◆ **PROBLEM DETAILS**: The full set of entries has to be output exactly.

◆ **Stored items**:
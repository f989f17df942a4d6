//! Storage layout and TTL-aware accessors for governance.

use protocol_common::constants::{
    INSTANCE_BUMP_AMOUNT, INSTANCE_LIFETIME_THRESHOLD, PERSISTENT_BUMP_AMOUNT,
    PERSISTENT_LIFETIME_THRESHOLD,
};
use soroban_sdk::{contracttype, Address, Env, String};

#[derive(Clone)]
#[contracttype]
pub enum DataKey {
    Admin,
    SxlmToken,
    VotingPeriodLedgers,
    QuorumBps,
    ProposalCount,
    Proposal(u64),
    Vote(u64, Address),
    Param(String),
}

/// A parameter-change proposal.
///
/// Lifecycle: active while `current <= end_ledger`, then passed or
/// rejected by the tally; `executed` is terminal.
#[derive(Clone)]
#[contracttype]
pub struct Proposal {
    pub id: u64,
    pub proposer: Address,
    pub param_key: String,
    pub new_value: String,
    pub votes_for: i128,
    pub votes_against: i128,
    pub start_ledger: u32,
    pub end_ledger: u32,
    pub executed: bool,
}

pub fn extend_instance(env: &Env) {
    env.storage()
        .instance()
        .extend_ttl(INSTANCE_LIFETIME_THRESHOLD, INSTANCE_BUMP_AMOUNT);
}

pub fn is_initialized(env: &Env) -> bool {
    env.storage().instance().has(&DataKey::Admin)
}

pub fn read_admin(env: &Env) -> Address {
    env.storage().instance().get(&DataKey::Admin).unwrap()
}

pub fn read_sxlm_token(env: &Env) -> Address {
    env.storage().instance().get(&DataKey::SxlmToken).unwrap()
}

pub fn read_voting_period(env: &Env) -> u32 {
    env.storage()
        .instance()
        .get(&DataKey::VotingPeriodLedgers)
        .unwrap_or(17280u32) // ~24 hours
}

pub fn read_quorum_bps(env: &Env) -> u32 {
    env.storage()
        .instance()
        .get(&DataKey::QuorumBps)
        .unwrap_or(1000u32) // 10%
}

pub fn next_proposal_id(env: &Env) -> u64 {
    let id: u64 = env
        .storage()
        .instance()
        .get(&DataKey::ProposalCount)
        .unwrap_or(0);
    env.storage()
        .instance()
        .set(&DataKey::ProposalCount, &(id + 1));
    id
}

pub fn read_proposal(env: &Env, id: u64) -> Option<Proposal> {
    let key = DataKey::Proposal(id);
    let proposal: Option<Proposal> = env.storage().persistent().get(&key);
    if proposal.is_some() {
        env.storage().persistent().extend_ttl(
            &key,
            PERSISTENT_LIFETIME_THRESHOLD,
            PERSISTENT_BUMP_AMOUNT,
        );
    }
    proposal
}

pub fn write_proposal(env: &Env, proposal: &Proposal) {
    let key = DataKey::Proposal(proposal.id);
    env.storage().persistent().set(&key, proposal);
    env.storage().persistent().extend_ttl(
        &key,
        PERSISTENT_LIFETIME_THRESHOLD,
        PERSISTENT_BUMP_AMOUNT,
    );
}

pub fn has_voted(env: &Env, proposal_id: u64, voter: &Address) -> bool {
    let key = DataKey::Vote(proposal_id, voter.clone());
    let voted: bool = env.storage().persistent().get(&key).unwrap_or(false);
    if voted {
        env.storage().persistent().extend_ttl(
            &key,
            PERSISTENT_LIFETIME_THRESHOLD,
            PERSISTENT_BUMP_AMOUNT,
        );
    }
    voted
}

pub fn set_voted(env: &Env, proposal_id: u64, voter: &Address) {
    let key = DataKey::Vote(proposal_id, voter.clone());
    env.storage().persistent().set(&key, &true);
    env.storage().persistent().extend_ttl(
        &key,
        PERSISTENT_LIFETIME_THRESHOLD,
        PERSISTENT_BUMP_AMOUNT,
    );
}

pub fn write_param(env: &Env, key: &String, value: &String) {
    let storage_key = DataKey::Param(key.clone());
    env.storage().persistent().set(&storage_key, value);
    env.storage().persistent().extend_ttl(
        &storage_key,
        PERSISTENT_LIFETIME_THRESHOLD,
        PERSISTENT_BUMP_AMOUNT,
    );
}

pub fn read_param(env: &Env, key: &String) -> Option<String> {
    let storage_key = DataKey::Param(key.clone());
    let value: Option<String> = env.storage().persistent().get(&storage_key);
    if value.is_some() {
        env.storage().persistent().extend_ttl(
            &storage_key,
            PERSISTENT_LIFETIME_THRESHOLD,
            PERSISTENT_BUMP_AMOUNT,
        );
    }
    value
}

◆ **ANSWER SPACE**:
repository f989f17df942a4d6
//! Storage layout and TTL-aware accessors for governance.

use protocol_common::constants::{
    INSTANCE_BUMP_AMOUNT, INSTANCE_LIFETIME_THRESHOLD, PERSISTENT_BUMP_AMOUNT,
    PERSISTENT_LIFETIME_THRESHOLD,
};
use soroban_sdk::{contracttype, Address, Env, String};

#[derive(Clone)]
#[contracttype]
pub enum DataKey {
    Admin,
    SxlmToken,
    VotingPeriodLedgers,
    QuorumBps,
    ProposalCount,
    Proposal(u64),
    Vote(u64, Address),
    Param(String),
}

/// A parameter-change proposal.
///
/// Lifecycle: active while `current <= end_ledger`, then passed or
/// rejected by the tally; `executed` is terminal.
#[derive(Clone)]
#[contracttype]
pub struct Proposal {
    pub id: u64,
    pub proposer: Address,
    pub param_key: String,
    pub new_value: String,
    pub votes_for: i128,
    pub votes_against: i128,
    pub start_ledger: u32,
    pub end_ledger: u32,
    pub executed: bool,
}

pub fn extend_instance(env: &Env) {
    env.storage()
        .instance()
        .extend_ttl(INSTANCE_LIFETIME_THRESHOLD, INSTANCE_BUMP_AMOUNT);
}

pub fn is_initialized(env: &Env) -> bool {
    env.storage().instance().has(&DataKey::Admin)
}

pub fn read_admin(env: &Env) -> Address {
    env.storage().instance().get(&DataKey::Admin).unwrap()
}

pub fn read_sxlm_token(env: &Env) -> Address {
    env.storage().instance().get(&DataKey::SxlmToken).unwrap()
}

pub fn read_voting_period(env: &Env) -> u32 {
    env.storage()
        .instance()
        .get(&DataKey::VotingPeriodLedgers)
        .unwrap_or(17280u32) // ~24 hours
}

pub fn read_quorum_bps(env: &Env) -> u32 {
    env.storage()
        .instance()
        .get(&DataKey::QuorumBps)
        .unwrap_or(1000u32) // 10%
}

pub fn next_proposal_id(env: &Env) -> u64 {
    let id: u64 = env
        .storage()
        .instance()
        .get(&DataKey::ProposalCount)
        .unwrap_or(0);
    env.storage()
        .instance()
        .set(&DataKey::ProposalCount, &(id + 1));
    id
}

pub fn read_proposal(env: &Env, id: u64) -> Option<Proposal> {
    let key = DataKey::Proposal(id);
    let proposal: Option<Proposal> = env.storage().persistent().get(&key);
    if proposal.is_some() {
        env.storage().persistent().extend_ttl(
            &key,
            PERSISTENT_LIFETIME_THRESHOLD,
            PERSISTENT_BUMP_AMOUNT,
        );
    }
    proposal
}

pub fn write_proposal(env: &Env, proposal: &Proposal) {
    let key = DataKey::Proposal(proposal.id);
    env.storage().persistent().set(&key, proposal);
    env.storage().persistent().extend_ttl(
        &key,
        PERSISTENT_LIFETIME_THRESHOLD,
        PERSISTENT_BUMP_AMOUNT,
    );
}

pub fn has_voted(env: &Env, proposal_id: u64, voter: &Address) -> bool {
    let key = DataKey::Vote(proposal_id, voter.clone());
    let voted: bool = env.storage().persistent().get(&key).unwrap_or(false);
    if voted {
        env.storage().persistent().extend_ttl(
            &key,
            PERSISTENT_LIFETIME_THRESHOLD,
            PERSISTENT_BUMP_AMOUNT,
        );
    }
    voted
}

pub fn set_voted(env: &Env, proposal_id: u64, voter: &Address) {
    let key = DataKey::Vote(proposal_id, voter.clone());
    env.storage().persistent().set(&key, &true);
    env.storage().persistent().extend_ttl(
        &key,
        PERSISTENT_LIFETIME_THRESHOLD,
        PERSISTENT_BUMP_AMOUNT,
    );
}

pub fn write_param(env: &Env, key: &String, value: &String) {
    let storage_key = DataKey::Param(key.clone());
    env.storage().persistent().set(&storage_key, value);
    env.storage().persistent().extend_ttl(
        &storage_key,
        PERSISTENT_LIFETIME_THRESHOLD,
        PERSISTENT_BUMP_AMOUNT,
    );
}

pub fn read_param(env: &Env, key: &String) -> Option<String> {
    let storage_key = DataKey::Param(key.clone());
    let value: Option<String> = env.storage().persistent().get(&storage_key);
    if value.is_some() {
        env.storage().persistent().extend_ttl(
            &storage_key,
            PERSISTENT_LIFETIME_THRESHOLD,
            PERSISTENT_BUMP_AMOUNT,
        );
    }
    value
}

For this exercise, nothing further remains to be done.